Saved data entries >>
//! Transaction lifecycle (spec.md §6: `Transaction.open(mode)`, `commit()`,
//! `close()`).
//!
//! Grounded in the teacher's `db/registry.rs` `StoreHandle`/`StoreRegistry`
//! ownership shape: a `Transaction` owns exactly one [`Graph`] handle and the
//! [`KeyGenerator`] scoped to it, never a thread-local or process-wide one
//! (spec.md §9 "Global state"). Commit and close are one-way: a transaction
//! that fails to commit because of a `StorageFailure` is poisoned and every
//! further call returns `InvalidState` (spec.md §7 "transaction is poisoned
//! and must be aborted").

pub mod diagnostics;

use crate::{
    error::{ErrorClass, ErrorOrigin, GraphError, GraphResult},
    graph::Graph,
    iid::KeyGenerator,
    storage::Storage,
};
use diagnostics::DiagnosticsSnapshot;

#[derive(Clone, Copy, Debug, Eq, PartialEq)]
pub enum TransactionMode {
    Read,
    Write,
}

#[derive(Clone, Copy, Debug, Eq, PartialEq)]
enum TransactionState {
    Open,
    Committed,
    Closed,
    Poisoned,
}

/// An interactive transaction over one [`Storage`] handle (spec.md §6).
pub struct Transaction<S: Storage> {
    graph: Graph<S>,
    mode: TransactionMode,
    state: TransactionState,
}

impl<S: Storage> Transaction<S> {
    /// Open a transaction over `storage` with a fresh, transaction-scoped
    /// [`KeyGenerator`] (spec.md §3 "Ownership": "the only global state is
    /// the storage handle and the per-prefix key generator; both are scoped
    /// to the transaction").
    #[must_use]
    pub fn open(storage: S, mode: TransactionMode) -> Self {
        let graph = Graph::new(storage, KeyGenerator::new());
        if mode == TransactionMode::Read {
            graph.set_read_only();
        }
        Self {
            graph,
            mode,
            state: TransactionState::Open,
        }
    }

    #[must_use]
    pub const fn mode(&self) -> TransactionMode {
        self.mode
    }

    /// The typed graph facade this transaction mutates and queries through.
    #[must_use]
    pub fn graph(&self) -> &Graph<S> {
        &self.graph
    }

    fn ensure_open(&self) -> GraphResult<()> {
        match self.state {
            TransactionState::Open => Ok(()),
            TransactionState::Poisoned => Err(GraphError::invalid_state(
                ErrorOrigin::Transaction,
                "transaction is poisoned by a prior storage failure and must be aborted",
            )),
            TransactionState::Committed | TransactionState::Closed => Err(GraphError::invalid_state(
                ErrorOrigin::Transaction,
                "transaction is no longer open",
            )),
        }
    }

    /// Flush every buffered vertex and edge into storage (spec.md §4.3
    /// `commit`, §4.4 `commit`). A write-mode-only operation; a
    /// `StorageFailure` here poisons the transaction rather than leaving it
    /// open in an unknown state.
    pub fn commit(&mut self) -> GraphResult<()> {
        self.ensure_open()?;
        if self.mode == TransactionMode::Read {
            return Err(GraphError::invalid_state(
                ErrorOrigin::Transaction,
                "a read-only transaction cannot commit",
            ));
        }
        match self.graph.commit() {
            Ok(()) => {
                self.state = TransactionState::Committed;
                Ok(())
            }
            Err(err) => {
                if err.class == ErrorClass::StorageFailure {
                    self.state = TransactionState::Poisoned;
                }
                Err(err)
            }
        }
    }

    /// Release the transaction without committing. Idempotent.
    pub fn close(&mut self) {
        if self.state == TransactionState::Open {
            self.state = TransactionState::Closed;
        }
    }

    /// Read-only snapshot of buffered state, for embedders debugging a
    /// stuck traversal and for this crate's own test suite.
    #[must_use]
    pub fn diagnostics(&self) -> DiagnosticsSnapshot {
        DiagnosticsSnapshot::capture(&self.graph)
    }

    /// Reclaim the underlying storage handle to open the next transaction
    /// in the same session over the same data (spec.md §5: one storage
    /// handle, sequential transactions). Closes this transaction first.
    ///
    /// Panics if a clone of this transaction's [`Graph`] handle is still
    /// alive — this crate never produces one itself, so that can only
    /// happen if calling code cloned `self.graph()` and held onto it past
    /// the transaction's lifetime, which is itself a misuse this method is
    /// entitled to reject loudly rather than hand back storage two owners
    /// still think they can mutate.
    #[must_use]
    pub fn into_storage(mut self) -> S {
        self.close();
        let graph = self.graph.clone();
        drop(self);
        graph.into_storage()
    }
}

impl<S: Storage> Drop for Transaction<S> {
    fn drop(&mut self) {
        self.close();
    }
}

#[cfg(test)]
mod tests {
    use super::*;
    use crate::storage::memory::MemoryStorage;

    #[test]
    fn read_only_transaction_rejects_commit() {
        let mut txn = Transaction::open(MemoryStorage::new(), TransactionMode::Read);
        let err = txn.commit().expect_err("read-only commit should fail");
        assert_eq!(err.class, ErrorClass::InvalidState);
    }

    #[test]
    fn committed_transaction_rejects_a_second_commit() {
        let mut txn = Transaction::open(MemoryStorage::new(), TransactionMode::Write);
        txn.commit().expect("first commit should succeed");
        let err = txn.commit().expect_err("second commit should fail");
        assert_eq!(err.class, ErrorClass::InvalidState);
    }

    #[test]
    fn read_only_transaction_rejects_a_mutating_call() {
        let txn = Transaction::open(MemoryStorage::new(), TransactionMode::Read);
        let err = txn
            .graph()
            .create_type(crate::iid::VertexKind::EntityType, "person", None)
            .expect_err("a read-only transaction's graph must reject create_type");
        assert_eq!(err.class, ErrorClass::InvalidState);
    }
}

Work to complete >> The required output is the set of lines from the first line of the data through the line that contains "fn ensure_open(&self) ->", transcribed exactly.

Response to this task >>
//! Transaction lifecycle (spec.md §6: `Transaction.open(mode)`, `commit()`,
//! `close()`).
//!
//! Grounded in the teacher's `db/registry.rs` `StoreHandle`/`StoreRegistry`
//! ownership shape: a `Transaction` owns exactly one [`Graph`] handle and the
//! [`KeyGenerator`] scoped to it, never a thread-local or process-wide one
//! (spec.md §9 "Global state"). Commit and close are one-way: a transaction
//! that fails to commit because of a `StorageFailure` is poisoned and every
//! further call returns `InvalidState` (spec.md §7 "transaction is poisoned
//! and must be aborted").

pub mod diagnostics;

use crate::{
    error::{ErrorClass, ErrorOrigin, GraphError, GraphResult},
    graph::Graph,
    iid::KeyGenerator,
    storage::Storage,
};
use diagnostics::DiagnosticsSnapshot;

#[derive(Clone, Copy, Debug, Eq, PartialEq)]
pub enum TransactionMode {
    Read,
    Write,
}

#[derive(Clone, Copy, Debug, Eq, PartialEq)]
enum TransactionState {
    Open,
    Committed,
    Closed,
    Poisoned,
}

/// An interactive transaction over one [`Storage`] handle (spec.md §6).
pub struct Transaction<S: Storage> {
    graph: Graph<S>,
    mode: TransactionMode,
    state: TransactionState,
}

impl<S: Storage> Transaction<S> {
    /// Open a transaction over `storage` with a fresh, transaction-scoped
    /// [`KeyGenerator`] (spec.md §3 "Ownership": "the only global state is
    /// the storage handle and the per-prefix key generator; both are scoped
    /// to the transaction").
    #[must_use]
    pub fn open(storage: S, mode: TransactionMode) -> Self {
        let graph = Graph::new(storage, KeyGenerator::new());
        if mode == TransactionMode::Read {
            graph.set_read_only();
        }
        Self {
            graph,
            mode,
            state: TransactionState::Open,
        }
    }

    #[must_use]
    pub const fn mode(&self) -> TransactionMode {
        self.mode
    }

    /// The typed graph facade this transaction mutates and queries through.
    #[must_use]
    pub fn graph(&self) -> &Graph<S> {
        &self.graph
    }

    fn ensure_open(&self) -> GraphResult<()> {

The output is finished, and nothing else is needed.